DemocracyKorea.org

Introduction

This blog is not actively maintained any more. You can find links to all of the archived posts on the right side. The following introduction was written in June 2008.

DemocracyKorea.org is dedicated to the promotion and protection of democracy in the Republic of Korea (a.k.a. South Korea). The aim is to bring to your awareness the threats facing democracy in our beloved homeland, and to encourage all to help secure our rights and fragile political institutions.

The Republic of Korea is a sovereign nation in Northeast Asia. It is located between China, Japan, and North Korea; it has an area of 99,000 square kilometers (38,000 square miles) and a population of 49 million. The Korean economy is the twelfth largest in the world, and per capita income is around $20,000 ($26,000 PPP) as of 2008.

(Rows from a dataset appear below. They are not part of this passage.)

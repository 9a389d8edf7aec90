//! Two-phase half-step coil sequence.
//!
//! The table's motors are driven by a fixed, ordered cycle of eight
//! four-bit winding patterns. The sequence index wraps circularly in both
//! directions and is the only per-axis stepping state.

/// One four-bit winding state, in (A, A', B, B') order.
#[derive(Debug, Clone, Copy, PartialEq, Eq)]
pub struct CoilPattern([bool; 4]);

impl CoilPattern {
    /// The winding bits in (A, A', B, B') order.
    #[inline]
    pub const fn bits(&self) -> [bool; 4] {
        self.0
    }

    /// Whether any winding is energized.
    #[inline]
    pub fn is_energized(&self) -> bool {
        self.0.iter().any(|&b| b)
    }
}

/// All windings off.
pub const DE_ENERGIZED: CoilPattern = CoilPattern([false, false, false, false]);

/// All windings on. Only used by the self-test script.
pub const ALL_ENERGIZED: CoilPattern = CoilPattern([true, true, true, true]);

/// The half-step drive cycle. Adjacent entries differ by exactly one
/// winding; entry 7 wraps back to entry 0.
pub const HALF_STEP_SEQUENCE: [CoilPattern; 8] = [
    CoilPattern([true, false, true, false]),
    CoilPattern([true, false, false, false]),
    CoilPattern([true, false, false, true]),
    CoilPattern([false, false, false, true]),
    CoilPattern([false, true, false, true]),
    CoilPattern([false, true, false, false]),
    CoilPattern([false, true, true, false]),
    CoilPattern([false, false, true, false]),
];

/// Position within [`HALF_STEP_SEQUENCE`], always in `[0, 7]`.
#[derive(Debug, Clone, Copy, Default, PartialEq, Eq)]
pub struct SequenceIndex(u8);

impl SequenceIndex {
    /// Current index value.
    #[inline]
    pub fn value(self) -> u8 {
        self.0
    }

    /// The pattern at the current index.
    #[inline]
    pub fn pattern(self) -> CoilPattern {
        HALF_STEP_SEQUENCE[self.0 as usize]
    }

    /// Advance one step forward (7 wraps to 0) and return the new pattern.
    pub fn advance(&mut self) -> CoilPattern {
        self.0 = (self.0 + 1) % 8;
        self.pattern()
    }

    /// Retreat one step backward (0 wraps to 7) and return the new pattern.
    pub fn retreat(&mut self) -> CoilPattern {
        self.0 = (self.0 + 7) % 8;
        self.pattern()
    }
}

#[cfg(test)]
mod tests {
    use super::*;
    use proptest::prelude::*;

    #[test]
    fn test_forward_wraps_seven_to_zero() {
        let mut index = SequenceIndex::default();
        for _ in 0..7 {
            index.advance();
        }
        assert_eq!(index.value(), 7);
        index.advance();
        assert_eq!(index.value(), 0);
    }

    #[test]
    fn test_backward_wraps_zero_to_seven() {
        let mut index = SequenceIndex::default();
        let pattern = index.retreat();
        assert_eq!(index.value(), 7);
        assert_eq!(pattern, HALF_STEP_SEQUENCE[7]);
    }

    #[test]
    fn test_adjacent_patterns_differ_by_one_winding() {
        for i in 0..8 {
            let here = HALF_STEP_SEQUENCE[i].bits();
            let next = HALF_STEP_SEQUENCE[(i + 1) % 8].bits();
            let flipped = here.iter().zip(next.iter()).filter(|(a, b)| a != b).count();
            assert_eq!(flipped, 1, "entries {} and {} differ by {}", i, (i + 1) % 8, flipped);
        }
    }

    #[test]
    fn test_sequence_patterns_are_distinct() {
        for i in 0..8 {
            for j in (i + 1)..8 {
                assert_ne!(HALF_STEP_SEQUENCE[i], HALF_STEP_SEQUENCE[j]);
            }
        }
    }

    proptest! {
        #[test]
        fn prop_index_stays_in_range(steps in proptest::collection::vec(any::<bool>(), 0..256)) {
            let mut index = SequenceIndex::default();
            let mut net: i32 = 0;
            for forward in steps {
                let pattern = if forward {
                    net += 1;
                    index.advance()
                } else {
                    net -= 1;
                    index.retreat()
                };
                prop_assert!(index.value() <= 7);
                prop_assert_eq!(pattern, index.pattern());
            }
            prop_assert_eq!(i32::from(index.value()), net.rem_euclid(8));
        }
    }
}
//! Analog position feedback.
//!
//! A [`PositionTracker`] samples the two feedback channels on a background
//! thread and holds the latest per-axis position estimate. Axis controllers
//! read through the [`PositionSource`] seam so tests can substitute a
//! simulated table.

use std::sync::atomic::{AtomicU64, Ordering};
use std::sync::Arc;
use std::thread;

use log::{error, warn};

use crate::axis::Axis;
use crate::config::FeedbackConfig;
use crate::hal::AnalogReader;

/// Sentinel returned by [`PositionTracker::location`] for an unknown axis
/// name. Callers must treat it as "axis unknown", not as a real position.
pub const UNKNOWN_AXIS: f64 = -99.99;

/// Read-side seam for position feedback.
///
/// Implemented by [`PositionTracker`] in production and by simulated
/// feedback sources in tests.
pub trait PositionSource: Send + Sync {
    /// Latest position estimate for one axis, in feedback volts.
    fn position(&self, axis: Axis) -> f64;
}

/// Latest X/Y position estimate, continuously overwritten by the sampler
/// thread. No history is retained.
///
/// The two axes are independent scalars stored in atomic bit-cells, so
/// concurrent readers never observe a torn value. If the ADC board is
/// absent the tracker never starts sampling and both positions stay at
/// their last stored value (0 by default), a degraded-operation mode
/// rather than a failure.
pub struct PositionTracker {
    x: AtomicU64,
    y: AtomicU64,
}

impl PositionTracker {
    /// Create a tracker with both axes at 0.0.
    pub fn new() -> Self {
        Self {
            x: AtomicU64::new(0f64.to_bits()),
            y: AtomicU64::new(0f64.to_bits()),
        }
    }

    /// Start the perpetual sampling loop.
    ///
    /// With `Some(reader)`, spawns a named thread that reads both channels
    /// every sample period and stores `voltage - voltage_offset` per axis,
    /// exiting when the tracker is dropped. Read failures are logged and
    /// the last value kept.
    ///
    /// With `None` the tracker logs a warning and never samples; nothing
    /// is reported back to callers.
    pub fn start<R>(self: &Arc<Self>, reader: Option<R>, config: &FeedbackConfig)
    where
        R: AnalogReader + Send + 'static,
    {
        let Some(mut reader) = reader else {
            warn!("no ADC board found, position feedback frozen");
            return;
        };

        let config = config.clone();
        let weak = Arc::downgrade(self);
        let spawned = thread::Builder::new()
            .name("position-tracker".into())
            .spawn(move || loop {
                let Some(tracker) = weak.upgrade() else {
                    break;
                };
                match reader.read_voltage(config.x_channel) {
                    Ok(v) => tracker.store(Axis::X, v - config.voltage_offset),
                    Err(e) => warn!("x feedback read failed: {}", e),
                }
                match reader.read_voltage(config.y_channel) {
                    Ok(v) => tracker.store(Axis::Y, v - config.voltage_offset),
                    Err(e) => warn!("y feedback read failed: {}", e),
                }
                drop(tracker);
                thread::sleep(config.sample_period());
            });
        if let Err(e) = spawned {
            error!("failed to start position sampler: {}", e);
        }
    }

    fn store(&self, axis: Axis, value: f64) {
        self.cell(axis).store(value.to_bits(), Ordering::Relaxed);
    }

    fn cell(&self, axis: Axis) -> &AtomicU64 {
        match axis {
            Axis::X => &self.x,
            Axis::Y => &self.y,
        }
    }

    /// Latest stored position for one axis, in feedback volts.
    pub fn position(&self, axis: Axis) -> f64 {
        f64::from_bits(self.cell(axis).load(Ordering::Relaxed))
    }

    /// Position lookup by external axis name: `"x"` or `"y"` return the
    /// stored value, anything else returns [`UNKNOWN_AXIS`].
    pub fn location(&self, axis_name: &str) -> f64 {
        match Axis::from_name(axis_name) {
            Some(axis) => self.position(axis),
            None => UNKNOWN_AXIS,
        }
    }
}

impl Default for PositionTracker {
    fn default() -> Self {
        Self::new()
    }
}

impl PositionSource for PositionTracker {
    fn position(&self, axis: Axis) -> f64 {
        PositionTracker::position(self, axis)
    }
}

Korea has been an independent state for most of the last 4,000 years, but the territory was occupied by Japan in the early part of the last century (1910-1945). After the end of the Second World War, Korea gained independence, but only to be divided into South and North. North Korea, under the rule of Kim Il-Sung and subsequently his son Kim Jong-Il, remains a communist autocracy to this day. South Korea, on the other hand, became a democratic republic with an elected president and representatives. The two Koreas fought a bitter war in the early 1950s, at the end of which a cease-fire was declared. Military tension between the two Koreas continues to this day.

This site is about the Republic of Korea. I mean the SOUTH. While our brother to the North has frequently made headlines with its oppression, famine, and nuclear program, it has been quite some time since the South had any major issues with freedom and human rights. To be sure, we’ve had our share of dictatorships in the 70s and 80s. Countless Koreans have shed warm blood with the hope of making our society free and equal. Those days, however, are considered by many to be history. We had won a great victory in 1987 when we finally put an end to military dictatorship. Since then, we have had two decades of free elections and peaceful changeovers of governments. The current President of the Republic of Korea, Lee Myung-Bak (a.k.a. 2MB), was elected in December 2007 with 49% of the popular vote, and he was sworn into office on February 25, 2008.

However, even after two decades, true democracy in our homeland remains illusive. Our tragic history continues to haunt us in the form of political leaders who have no regard for the People. Our People are must still risk prosecution when they voice dissenting opinions, though our law says that we have the right to free speech. The government has repeatedly responded with violence to our peaceful protests and candlelight vigils. The media, while not formally controlled by the government, form a silent cartel with those in power and censor any information the government finds uncomfortable, deceiving the People. Most of all, President Lee has shown absolutely no intention of listening to the People's voice. For him, the rest of us is only an object to be controlled for his ends. He has totally forgotten that we are the sovereign Masters of this country, and that he and his government are but our servants of our will.

But our will is nothing but weak. We have fought before; we are fighting now; and we will fight for freedom and equality until victory is finally ours. We are the People. We are the Masters of our own country, as our honorable Constitution declares. We will not tolerate infringements of our freedom and human rights. Now, we have but tiny candles in our hands. But we are many and we are strong. Without us, the Republic of Korea cannot exist.

This is by no means a problem only for Korea. You will certainly find parallels to situations in other countries. Feel free to share your thoughts with us. Wherever you are from, you are a Master of your country just as much as we are of ours. Please spread the word and join our online candlelight vigils. Democracy is a gift for every human being to enjoy.